Results: One thousand women and 1030 infants completed the study, however only 682 women completed the questionnaires six weeks after enrollment and 573 completed the questionnaires 3 months post partum. The rate of serious perinatal outcomes was significantly lower in the intervention group compared to the routine care group (1% and 4% respectively P=0.01; with a relative risk of 0.32 (95% CI 0.14-0.73 P=0.04)). The number needed to treat to prevent a serious outcome in an infant was 34 (95% CI 20-103). A higher percentage of infants born in the invention group compared to the routine care group were admitted to the neonatal nursery (71% and 61% respectively; adjusted P=0.01; with a relative risk of 1.15 (95% CI 1.05 –1.26 P=0.002)). Length of stay in the nursery, jaundice requiring phototherapy, and rate of cesarean delivery did not differ between the groups (P=0.81, P=0.72, P=0.73 respectively). Induction of labor was more significant in the intervention group (P<0.001; with a relative risk of 1.31 (95% CI 1.10-1.56)). For the questionnaires related to maternal health and psychological status, the intervention group scored significantly better in the physical functioning, general health, overall physical component, and in postnatal depression scores. All P-values and CI can be seen in table 3. No perinatal deaths were reported in the intervention group, but five deaths were reported in the routine care group. In the intervention group, lower birth weights were seen (P<0.001), infants were born at an earlier gestational age, fewer were large for gestational age (P<0.001), and fewer had macrosomia (P<0.001; 95%). In the intervention group, there were fewer antenatal clinic visits (P<0.001), but more visits to the physician (P<0.001) and to a dietician and a diabetes educator (P<0.001). One hundred women (20%) in the intervention group received insulin therapy, compared to 17 (3%) in the routine care group. The authors concluded that treatment of gestational diabetes in the form of dietary advice, blood glucose monitoring, and insulin therapy as required for glycemic control reduced the rate of serious perinatal complications.

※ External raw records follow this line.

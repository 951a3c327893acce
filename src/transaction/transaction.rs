//! Transactions for flatdb
//!
//! A transaction couples the trigger-wrapped row operations with an
//! in-memory undo log and advisory table locks. Every successful mutation
//! appends an undo entry; any failure rolls the whole transaction back and
//! re-raises the error with context. The undo log never persists across a
//! process restart.

use std::fs::{self, File};
use std::sync::atomic::{AtomicU64, Ordering};
use std::time::{SystemTime, UNIX_EPOCH};

use tracing::{debug, trace};

use super::locks::locks_of;
use crate::database::Database;
use crate::error::{Error, Result};
use crate::storage::{Row, Table};

/// One entry of the in-memory undo log
#[derive(Debug, Clone)]
enum UndoEntry {
    Insert { table: String, row: usize },
    Update { table: String, row: usize, old: Row },
    Delete { table: String, row: usize },
}

/// A transaction over one database.
///
/// Reusable: after [`Transaction::commit`] or [`Transaction::rollback`]
/// the log is empty, locks are released, and the value can start over.
#[derive(Debug)]
pub struct Transaction {
    /// Wall-clock id, also the shared-lock file name
    id: String,
    /// Undo log, in operation order
    log: Vec<UndoEntry>,
    /// Names of tables this transaction holds locks on
    locked: Vec<String>,
}

impl Transaction {
    /// Start a fresh transaction with a monotonically increasing id
    pub fn new() -> Self {
        Self {
            id: next_id(),
            log: Vec::new(),
            locked: Vec::new(),
        }
    }

    /// The transaction id, formatted as float seconds since the epoch
    pub fn id(&self) -> &str {
        &self.id
    }

    /// Acquire the exclusive lock on `table`.
    ///
    /// Fails with [`Error::LockConflict`] while any other transaction
    /// holds a shared or exclusive lock. A shared lock held by this
    /// transaction is dropped first, then upgraded.
    pub fn e_lock(&mut self, table: &Table) -> Result<()> {
        let locks = locks_of(table)?;
        if let Some(holder) = &locks.exclusive {
            if holder != &self.id {
                return Err(Error::LockConflict {
                    table: table.name().to_string(),
                    holder: holder.clone(),
                });
            }
        }
        if let Some(holder) = locks.shared.iter().find(|h| **h != self.id) {
            return Err(Error::LockConflict {
                table: table.name().to_string(),
                holder: holder.clone(),
            });
        }
        if locks.shared.iter().any(|h| *h == self.id) {
            self.unlock(table)?;
        }

        fs::write(table.exclusive_path(), &self.id)?;
        self.remember(table);
        debug!(table = table.name(), id = %self.id, "exclusive lock acquired");
        Ok(())
    }

    /// Acquire a shared lock on `table`.
    ///
    /// Fails while another transaction holds the exclusive lock; an
    /// exclusive lock held by this transaction is downgraded.
    pub fn s_lock(&mut self, table: &Table) -> Result<()> {
        let locks = locks_of(table)?;
        if let Some(holder) = &locks.exclusive {
            if holder == &self.id {
                self.unlock(table)?;
            } else {
                return Err(Error::LockConflict {
                    table: table.name().to_string(),
                    holder: holder.clone(),
                });
            }
        }

        File::create(table.shared_dir().join(&self.id))?;
        self.remember(table);
        debug!(table = table.name(), id = %self.id, "shared lock acquired");
        Ok(())
    }

    /// Release whichever lock this transaction holds on `table`
    pub fn unlock(&mut self, table: &Table) -> Result<()> {
        let locks = locks_of(table)?;
        if locks.exclusive.as_deref() == Some(self.id.as_str()) {
            fs::remove_file(table.exclusive_path())?;
        } else if locks.shared.iter().any(|h| *h == self.id) {
            fs::remove_file(table.shared_dir().join(&self.id))?;
        }
        self.locked.retain(|name| name != table.name());
        debug!(table = table.name(), id = %self.id, "lock released");
        Ok(())
    }

    /// Insert a row; rolls the transaction back on failure
    pub fn insert(&mut self, db: &Database, table: &str, row: &Row) -> Result<usize> {
        match db.insert(table, row) {
            Ok(n) => {
                self.log.push(UndoEntry::Insert {
                    table: table.to_string(),
                    row: n,
                });
                Ok(n)
            }
            Err(source) => self.abort(db, format!("insert into '{table}'"), source),
        }
    }

    /// Update row `n`; rolls the transaction back on failure
    pub fn update(&mut self, db: &Database, table: &str, n: usize, row: &Row) -> Result<()> {
        // snapshot before the write so rollback can restore it
        let old = match db.table(table).and_then(|t| t.read_row(n)) {
            Ok(old) => old,
            Err(source) => return self.abort(db, format!("update of '{table}'"), source),
        };
        match db.update(table, n, row) {
            Ok(()) => {
                self.log.push(UndoEntry::Update {
                    table: table.to_string(),
                    row: n,
                    old,
                });
                Ok(())
            }
            Err(source) => self.abort(db, format!("update of '{table}'"), source),
        }
    }

    /// Tombstone row `n`; rolls the transaction back on failure
    pub fn delete_row(&mut self, db: &Database, table: &str, n: usize) -> Result<()> {
        match db.delete(table, n) {
            Ok(()) => {
                self.log.push(UndoEntry::Delete {
                    table: table.to_string(),
                    row: n,
                });
                Ok(())
            }
            Err(source) => self.abort(db, format!("delete from '{table}'"), source),
        }
    }

    /// Undo every logged operation in strict reverse order, then commit.
    ///
    /// Inserts are re-tombstoned, updates restored from their old-row
    /// snapshot, deletes revived by clearing the marker.
    pub fn rollback(&mut self, db: &Database) -> Result<()> {
        debug!(id = %self.id, entries = self.log.len(), "rollback");
        let entries = std::mem::take(&mut self.log);
        for entry in entries.iter().rev() {
            trace!(?entry, "undo");
            match entry {
                UndoEntry::Insert { table, row } => db.table(table)?.delete_row(*row)?,
                UndoEntry::Update { table, row, old } => db.table(table)?.update(*row, old)?,
                UndoEntry::Delete { table, row } => db.table(table)?.set_tombstone(*row, false)?,
            }
        }
        self.commit(db)
    }

    /// Release every held lock and clear the undo log
    pub fn commit(&mut self, db: &Database) -> Result<()> {
        debug!(id = %self.id, "commit");
        let locked = std::mem::take(&mut self.locked);
        for name in locked {
            if let Ok(table) = db.table(&name) {
                self.unlock(table)?;
            }
        }
        self.log.clear();
        Ok(())
    }

    fn remember(&mut self, table: &Table) {
        if !self.locked.iter().any(|name| name == table.name()) {
            self.locked.push(table.name().to_string());
        }
    }

    fn abort<T>(&mut self, db: &Database, context: String, source: Error) -> Result<T> {
        self.rollback(db)?;
        Err(Error::Aborted {
            context,
            source: Box::new(source),
        })
    }
}

impl Default for Transaction {
    fn default() -> Self {
        Self::new()
    }
}

static LAST_ID_MICROS: AtomicU64 = AtomicU64::new(0);

/// Allocate a wall-clock id in float seconds.
///
/// An atomic high-water mark keeps ids strictly increasing even when two
/// transactions start within the same microsecond.
fn next_id() -> String {
    let now = SystemTime::now()
        .duration_since(UNIX_EPOCH)
        .unwrap_or_default()
        .as_micros() as u64;
    let mut prev = LAST_ID_MICROS.load(Ordering::Relaxed);
    let micros = loop {
        let candidate = now.max(prev + 1);
        match LAST_ID_MICROS.compare_exchange_weak(
            prev,
            candidate,
            Ordering::Relaxed,
            Ordering::Relaxed,
        ) {
            Ok(_) => break candidate,
            Err(actual) => prev = actual,
        }
    };
    format!("{}.{:06}", micros / 1_000_000, micros % 1_000_000)
}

Strengths: No conflicts of interest existed between the authors and the study support. None of the funding bodies were involved in any part of the design or analysis of the study. A power of 80% was sufficient in most parts of the study, with the exception of the questionnaires. The statistical tests were used appropriately. There were no significant differences at baseline among the women entering the study.

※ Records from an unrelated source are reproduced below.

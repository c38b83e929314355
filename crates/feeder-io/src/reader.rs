//! Line cursor over a model source.
//!
//! Physical lines come from any [`BufRead`]. Single-line object declarations
//! (`object recorder:7 { name r1; interval 60; }`) are broken into logical
//! statements which are handed out before the next physical line, all
//! tagged with the line number they came from.

use std::collections::VecDeque;
use std::io::{BufRead, Lines};

use feeder_core::FeederResult;

/// One logical line and the 1-based physical line it came from.
#[derive(Debug, Clone, PartialEq, Eq)]
pub struct Line {
    pub number: usize,
    pub text: String,
}

pub struct LineReader<R> {
    lines: Lines<R>,
    number: usize,
    pending: VecDeque<Line>,
}

impl<R: BufRead> LineReader<R> {
    pub fn new(source: R) -> Self {
        Self {
            lines: source.lines(),
            number: 0,
            pending: VecDeque::new(),
        }
    }

    /// Next logical line, or `None` at end of input.
    pub fn next_line(&mut self) -> FeederResult<Option<Line>> {
        if let Some(line) = self.pending.pop_front() {
            return Ok(Some(line));
        }
        match self.lines.next() {
            Some(text) => {
                self.number += 1;
                Ok(Some(Line {
                    number: self.number,
                    text: text?,
                }))
            }
            None => Ok(None),
        }
    }

    /// Number of physical lines consumed so far.
    pub fn line_number(&self) -> usize {
        self.number
    }

    /// Queue the statements written after an opening `{` on the same line.
    pub fn push_inline(&mut self, number: usize, rest: &str) {
        let statements = split_statements(rest);
        // statements go ahead of anything already pending
        for text in statements.into_iter().rev() {
            self.pending.push_front(Line { number, text });
        }
    }
}

/// Split `a 1; b 2; object x { c 3; }; }` into one statement per logical line.
pub(crate) fn split_statements(rest: &str) -> Vec<String> {
    let mut out = Vec::new();
    let mut current = String::new();
    let mut chars = rest.chars().peekable();

    while let Some(c) = chars.next() {
        match c {
            '\\' => {
                current.push(c);
                if let Some(escaped) = chars.next() {
                    current.push(escaped);
                }
            }
            ';' => {
                current.push(';');
                flush(&mut current, &mut out);
            }
            '{' => {
                current.push('{');
                flush(&mut current, &mut out);
            }
            '}' => {
                flush(&mut current, &mut out);
                while chars.peek().is_some_and(|c| *c == ' ' || *c == '\t') {
                    chars.next();
                }
                if chars.peek() == Some(&';') {
                    chars.next();
                    out.push("};".to_string());
                } else {
                    out.push("}".to_string());
                }
            }
            _ => current.push(c),
        }
    }
    // text after a property's `;` at the end of the line is that property's trailing text
    let leftover = current.trim();
    let attach = !leftover.is_empty()
        && leftover != ";"
        && out
            .last()
            .is_some_and(|last| last.ends_with(';') && last != "};");
    if attach {
        if let Some(last) = out.last_mut() {
            last.push_str(current.trim_end());
        }
    } else {
        flush(&mut current, &mut out);
    }
    out
}

fn flush(current: &mut String, out: &mut Vec<String>) {
    let text = current.trim();
    if !text.is_empty() && text != ";" {
        out.push(text.to_string());
    }
    current.clear();
}

#[cfg(test)]
mod tests {
    use super::*;

    #[test]
    fn numbers_physical_lines() {
        let mut reader = LineReader::new("a\r\n\nb\n".as_bytes());
        let first = reader.next_line().unwrap().unwrap();
        assert_eq!((first.number, first.text.as_str()), (1, "a"));
        assert_eq!(reader.next_line().unwrap().unwrap().text, "");
        assert_eq!(reader.next_line().unwrap().unwrap().number, 3);
        assert!(reader.next_line().unwrap().is_none());
        assert_eq!(reader.line_number(), 3);
    }

    #[test]
    fn inline_statements_come_before_next_line() {
        let mut reader = LineReader::new("object node {\nafter\n".as_bytes());
        let header = reader.next_line().unwrap().unwrap();
        reader.push_inline(header.number, " name n1; phases ABC; }");
        let texts: Vec<String> = std::iter::from_fn(|| reader.next_line().unwrap())
            .map(|l| l.text)
            .collect();
        assert_eq!(texts, ["name n1;", "phases ABC;", "}", "after"]);
    }

    #[test]
    fn splits_nested_and_semicolon_close() {
        assert_eq!(
            split_statements(" name a; object meter { name m; }; } "),
            ["name a;", "object meter {", "name m;", "};", "}"]
        );
    }

    #[test]
    fn text_after_last_semicolon_stays_with_its_property() {
        assert_eq!(
            split_statements(" name r1; interval 60; # note"),
            ["name r1;", "interval 60; # note"]
        );
        assert_eq!(split_statements(" name a; } junk"), ["name a;", "}", "junk"]);
    }

    #[test]
    fn escaped_semicolon_stays_in_value() {
        assert_eq!(
            split_statements(r"note a\;b; }"),
            [r"note a\;b;", "}"]
        );
    }
}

Weaknesses: Women were recruited over a ten-year period from 1993 to 2003. This is a long period of time to try and standardize all women to the same care. In addition, not all women would be seeing the same doctor, dietician, and diabetes educator over this time span and standards of care in general could have changed. This could have created variability within the intervention and routine care group. Specific guidelines or results on insulin use, duration, type, and the blood glucose levels of the women were not given within the study. There is no way of determining if the use of insulin was effective and how to apply these results in a clinical setting. There was no data indicating the interventions reduced the patients blood glucose levels or it improvement in blood glucose levels contributed to the improvement in outcomes. The actual improvement in perinatal outcomes in the intervention group could have been due to the doctors’ knowledge of the risk for gestational diabetes and enhanced caution used because of this knowledge, rather than the actual interventions used in the study. Compliance was also not addressed. Ethical issues were raised concerning the lack of knowledge the women had about their diagnosis of gestational diabetes.

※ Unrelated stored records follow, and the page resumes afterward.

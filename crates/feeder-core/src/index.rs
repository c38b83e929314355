//! Value index over the properties used to wire a feeder together.

use std::collections::HashMap;

use tracing::debug;

use crate::document::Document;
use crate::NodeId;

/// Properties answered from the index; everything else is a linear scan.
pub const INDEXED_PROPERTIES: [&str; 5] = ["name", "class", "parent", "from", "to"];

/// `property -> value -> objects`, each list in document order.
#[derive(Debug, Clone, Default)]
pub struct PropertyIndex {
    by_property: HashMap<&'static str, HashMap<String, Vec<NodeId>>>,
}

impl PropertyIndex {
    /// Walk every object, nested ones included, and record the indexed properties.
    pub fn build(doc: &Document) -> Self {
        let mut by_property: HashMap<&'static str, HashMap<String, Vec<NodeId>>> =
            INDEXED_PROPERTIES
                .iter()
                .map(|p| (*p, HashMap::new()))
                .collect();
        let ids = doc.walk();
        for &id in &ids {
            let Some(node) = doc.get(id) else { continue };
            for property in INDEXED_PROPERTIES {
                if let Some(value) = node.get(property) {
                    by_property
                        .entry(property)
                        .or_default()
                        .entry(value.to_string())
                        .or_default()
                        .push(id);
                }
            }
        }
        debug!(objects = ids.len(), "built property index");
        Self { by_property }
    }

    /// Objects whose `property` equals `value`.
    ///
    /// Returns `None` when `property` is not indexed.
    pub fn lookup(&self, property: &str, value: &str) -> Option<&[NodeId]> {
        let values = self.by_property.get(property)?;
        Some(values.get(value).map(Vec::as_slice).unwrap_or(&[]))
    }

    /// Distinct values recorded for a property.
    pub fn values(&self, property: &str) -> impl Iterator<Item = (&str, &[NodeId])> {
        self.by_property
            .get(property)
            .into_iter()
            .flat_map(|values| values.iter().map(|(v, ids)| (v.as_str(), ids.as_slice())))
    }
}

#[cfg(test)]
mod tests {
    use super::*;
    use crate::object::ObjectNode;

    #[test]
    fn index_covers_nested_objects() {
        let mut doc = Document::new();
        let line = doc
            .append_node(
                None,
                ObjectNode::from_properties([
                    ("class", "overhead_line"),
                    ("name", "l1"),
                    ("from", "n1"),
                    ("to", "n2"),
                ])
                .unwrap(),
            )
            .unwrap();
        let rec = doc
            .append_node(
                Some(line),
                ObjectNode::from_properties([("class", "recorder"), ("name", "r1")]).unwrap(),
            )
            .unwrap();

        let index = PropertyIndex::build(&doc);
        assert_eq!(index.lookup("class", "recorder"), Some(&[rec][..]));
        assert_eq!(index.lookup("to", "n2"), Some(&[line][..]));
        assert_eq!(index.lookup("from", "nowhere"), Some(&[][..]));
        assert_eq!(index.lookup("interval", "60"), None);
        assert_eq!(index.values("name").count(), 2);
    }
}
use std::io::{self, Write};
use std::path::Path;

use anyhow::{Context, Result};
use feeder_cli::FeederConfig;
use feeder_io::{serialize_with, write_file_with};
use tracing::info;

use super::load_model;

pub fn handle(input: &Path, output: Option<&Path>, config: &FeederConfig) -> Result<()> {
    let doc = load_model(input)?;
    let options = config.writer_options();
    match output {
        Some(path) => {
            write_file_with(&doc, path, &options)
                .with_context(|| format!("writing {}", path.display()))?;
            info!(
                "Wrote {} objects to {}",
                doc.object_count(),
                path.display()
            );
        }
        None => {
            let mut stdout = io::stdout().lock();
            stdout.write_all(serialize_with(&doc, &options).as_bytes())?;
            stdout.flush()?;
        }
    }
    Ok(())
}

Conclusion: The study did not present a strong correlation between the intervention group and a reduction in serious complications among the mother and child. Statistically significant results were present, however the reason behind the improved outcomes was unclear. Further studies need to address the difference between actual interventions in women compared to knowledge by the physician of the mothers’ glucose intolerance.

Crowther CA, Hiller JE, Moss JR, McPhee AJ, Jeffries WS, Robinson JS. Effect of treatment of gestational diabetes mellitus on pregnancy outcomes. N Engl J Med 2005;352:2477-86.